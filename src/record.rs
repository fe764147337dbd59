//! The enriched place record handed back to callers.
//!
//! Every attribute is either a value or an explicit "not provided" sentinel,
//! so consumers (spreadsheet and KML writers, HTTP handlers) can read any key
//! without checking for absence.

use serde::Serialize;

use crate::rank::ConfidenceLabel;

/// A value, or the sentinel string substituted when the source lacked it.
/// Serializes untagged: consumers see either the value or the sentinel text.
#[derive(Debug, Clone, PartialEq, Serialize)]
#[serde(untagged)]
pub enum Field<T> {
    Value(T),
    NotProvided(&'static str),
}

impl<T> Field<T> {
    pub fn from_option(value: Option<T>, sentinel: &'static str) -> Self {
        match value {
            Some(v) => Field::Value(v),
            None => Field::NotProvided(sentinel),
        }
    }

    pub fn value(&self) -> Option<&T> {
        match self {
            Field::Value(v) => Some(v),
            Field::NotProvided(_) => None,
        }
    }

    pub fn is_provided(&self) -> bool {
        matches!(self, Field::Value(_))
    }
}

#[derive(Debug, Clone, PartialEq, Serialize)]
pub struct DisplayName {
    pub original_name: String,
    pub translated_name: String,
}

#[derive(Debug, Clone, PartialEq, Serialize)]
pub struct Identity {
    pub name: Field<DisplayName>,
    #[serde(rename = "type")]
    pub category: Field<String>,
    pub website: Field<String>,
    pub google_maps_url: Field<String>,
    pub phone_number: Field<String>,
    pub address: Field<String>,
    pub latitude: Field<f64>,
    pub longitude: Field<f64>,
}

#[derive(Debug, Clone, PartialEq, Serialize)]
pub struct Review {
    pub author_name: Field<DisplayName>,
    pub author_url: Field<String>,
    pub text: Field<String>,
    pub original_text: Field<String>,
    pub original_language: Field<String>,
    pub rating: Field<u8>,
    pub publish_time: Field<String>,
    pub publish_date: Field<String>,
    pub review_url: Field<String>,
}

#[derive(Debug, Clone, PartialEq, Serialize)]
pub struct Photo {
    /// Resource handle used to fetch the image bytes.
    pub name: Field<String>,
    pub url: Field<String>,
}

#[derive(Debug, Clone, PartialEq, Serialize)]
pub struct PhotoInsight {
    #[serde(rename = "vlm_insight")]
    pub insight: String,
    pub url: Field<String>,
    /// Placeholder text rather than a real caption. Excluded from photo
    /// summaries and ranking.
    #[serde(skip)]
    pub degraded: bool,
}

/// Results attached by the enrichment stage. Fields stay `None` when their
/// tier was not requested.
#[derive(Debug, Clone, Default, PartialEq, Serialize)]
pub struct Enrichment {
    #[serde(rename = "reviews_summary", skip_serializing_if = "Option::is_none")]
    pub review_summary: Option<String>,
    #[serde(rename = "rating", skip_serializing_if = "Option::is_none")]
    pub rating_summary: Option<String>,
    #[serde(rename = "reviews_span", skip_serializing_if = "Option::is_none")]
    pub review_span: Option<String>,
    #[serde(skip_serializing_if = "Option::is_none")]
    pub photo_insights: Option<Vec<PhotoInsight>>,
    #[serde(rename = "photos_summary", skip_serializing_if = "Option::is_none")]
    pub photo_summary: Option<String>,
    #[serde(rename = "street_view", skip_serializing_if = "Option::is_none")]
    pub street_view_insight: Option<String>,
    #[serde(skip_serializing_if = "Option::is_none")]
    pub prompt_used: Option<String>,
}

/// Present only on recommended records; absence is the negative case.
#[derive(Debug, Clone, Copy, PartialEq, Serialize)]
pub struct Recommendation {
    pub recommended: bool,
    #[serde(rename = "similarity_label")]
    pub confidence: ConfidenceLabel,
    #[serde(rename = "similarity_score")]
    pub score: f32,
}

#[derive(Debug, Clone, PartialEq, Serialize)]
pub struct PlaceRecord {
    #[serde(flatten)]
    pub identity: Identity,
    pub working_hours: Field<Vec<String>>,
    pub reviews: Field<Vec<Review>>,
    pub photos: Field<Vec<Photo>>,
    #[serde(rename = "url_to_all_photos")]
    pub photos_url: Field<String>,
    #[serde(flatten)]
    pub enrichment: Enrichment,
    #[serde(flatten)]
    pub ranking: Option<Recommendation>,
}

impl PlaceRecord {
    /// Display name for logs.
    pub fn label(&self) -> &str {
        self.identity
            .name
            .value()
            .map(|n| n.original_name.as_str())
            .unwrap_or("<unnamed>")
    }
}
----------
■ Brief:
Nothing but an exact repetition of the entries is expected here.

■ Solution to the exercise:
filename src/record.rs
repository fe764147337dbd59
//! The enriched place record handed back to callers.
//!
//! Every attribute is either a value or an explicit "not provided" sentinel,
//! so consumers (spreadsheet and KML writers, HTTP handlers) can read any key
//! without checking for absence.

use serde::Serialize;

use crate::rank::ConfidenceLabel;

/// A value, or the sentinel string substituted when the source lacked it.
/// Serializes untagged: consumers see either the value or the sentinel text.
#[derive(Debug, Clone, PartialEq, Serialize)]
#[serde(untagged)]
pub enum Field<T> {
    Value(T),
    NotProvided(&'static str),
}

impl<T> Field<T> {
    pub fn from_option(value: Option<T>, sentinel: &'static str) -> Self {
        match value {
            Some(v) => Field::Value(v),
            None => Field::NotProvided(sentinel),
        }
    }

    pub fn value(&self) -> Option<&T> {
        match self {
            Field::Value(v) => Some(v),
            Field::NotProvided(_) => None,
        }
    }

    pub fn is_provided(&self) -> bool {
        matches!(self, Field::Value(_))
    }
}

#[derive(Debug, Clone, PartialEq, Serialize)]
pub struct DisplayName {
    pub original_name: String,
    pub translated_name: String,
}

#[derive(Debug, Clone, PartialEq, Serialize)]
pub struct Identity {
    pub name: Field<DisplayName>,
    #[serde(rename = "type")]
    pub category: Field<String>,
    pub website: Field<String>,
    pub google_maps_url: Field<String>,
    pub phone_number: Field<String>,
    pub address: Field<String>,
    pub latitude: Field<f64>,
    pub longitude: Field<f64>,
}

#[derive(Debug, Clone, PartialEq, Serialize)]
pub struct Review {
    pub author_name: Field<DisplayName>,
    pub author_url: Field<String>,
    pub text: Field<String>,
    pub original_text: Field<String>,
    pub original_language: Field<String>,
    pub rating: Field<u8>,
    pub publish_time: Field<String>,
    pub publish_date: Field<String>,
    pub review_url: Field<String>,
}

#[derive(Debug, Clone, PartialEq, Serialize)]
pub struct Photo {
    /// Resource handle used to fetch the image bytes.
    pub name: Field<String>,
    pub url: Field<String>,
}

#[derive(Debug, Clone, PartialEq, Serialize)]
pub struct PhotoInsight {
    #[serde(rename = "vlm_insight")]
    pub insight: String,
    pub url: Field<String>,
    /// Placeholder text rather than a real caption. Excluded from photo
    /// summaries and ranking.
    #[serde(skip)]
    pub degraded: bool,
}

/// Results attached by the enrichment stage. Fields stay `None` when their
/// tier was not requested.
#[derive(Debug, Clone, Default, PartialEq, Serialize)]
pub struct Enrichment {
    #[serde(rename = "reviews_summary", skip_serializing_if = "Option::is_none")]
    pub review_summary: Option<String>,
    #[serde(rename = "rating", skip_serializing_if = "Option::is_none")]
    pub rating_summary: Option<String>,
    #[serde(rename = "reviews_span", skip_serializing_if = "Option::is_none")]
    pub review_span: Option<String>,
    #[serde(skip_serializing_if = "Option::is_none")]
    pub photo_insights: Option<Vec<PhotoInsight>>,
    #[serde(rename = "photos_summary", skip_serializing_if = "Option::is_none")]
    pub photo_summary: Option<String>,
    #[serde(rename = "street_view", skip_serializing_if = "Option::is_none")]
    pub street_view_insight: Option<String>,
    #[serde(skip_serializing_if = "Option::is_none")]
    pub prompt_used: Option<String>,
}

/// Present only on recommended records; absence is the negative case.
#[derive(Debug, Clone, Copy, PartialEq, Serialize)]
pub struct Recommendation {
    pub recommended: bool,
    #[serde(rename = "similarity_label")]
    pub confidence: ConfidenceLabel,
    #[serde(rename = "similarity_score")]
    pub score: f32,
}

#[derive(Debug, Clone, PartialEq, Serialize)]
pub struct PlaceRecord {
    #[serde(flatten)]
    pub identity: Identity,
    pub working_hours: Field<Vec<String>>,
    pub reviews: Field<Vec<Review>>,
    pub photos: Field<Vec<Photo>>,
    #[serde(rename = "url_to_all_photos")]
    pub photos_url: Field<String>,
    #[serde(flatten)]
    pub enrichment: Enrichment,
    #[serde(flatten)]
    pub ranking: Option<Recommendation>,
}

impl PlaceRecord {
    /// Display name for logs.
    pub fn label(&self) -> &str {
        self.identity
            .name
            .value()
            .map(|n| n.original_name.as_str())
            .unwrap_or("<unnamed>")
    }
}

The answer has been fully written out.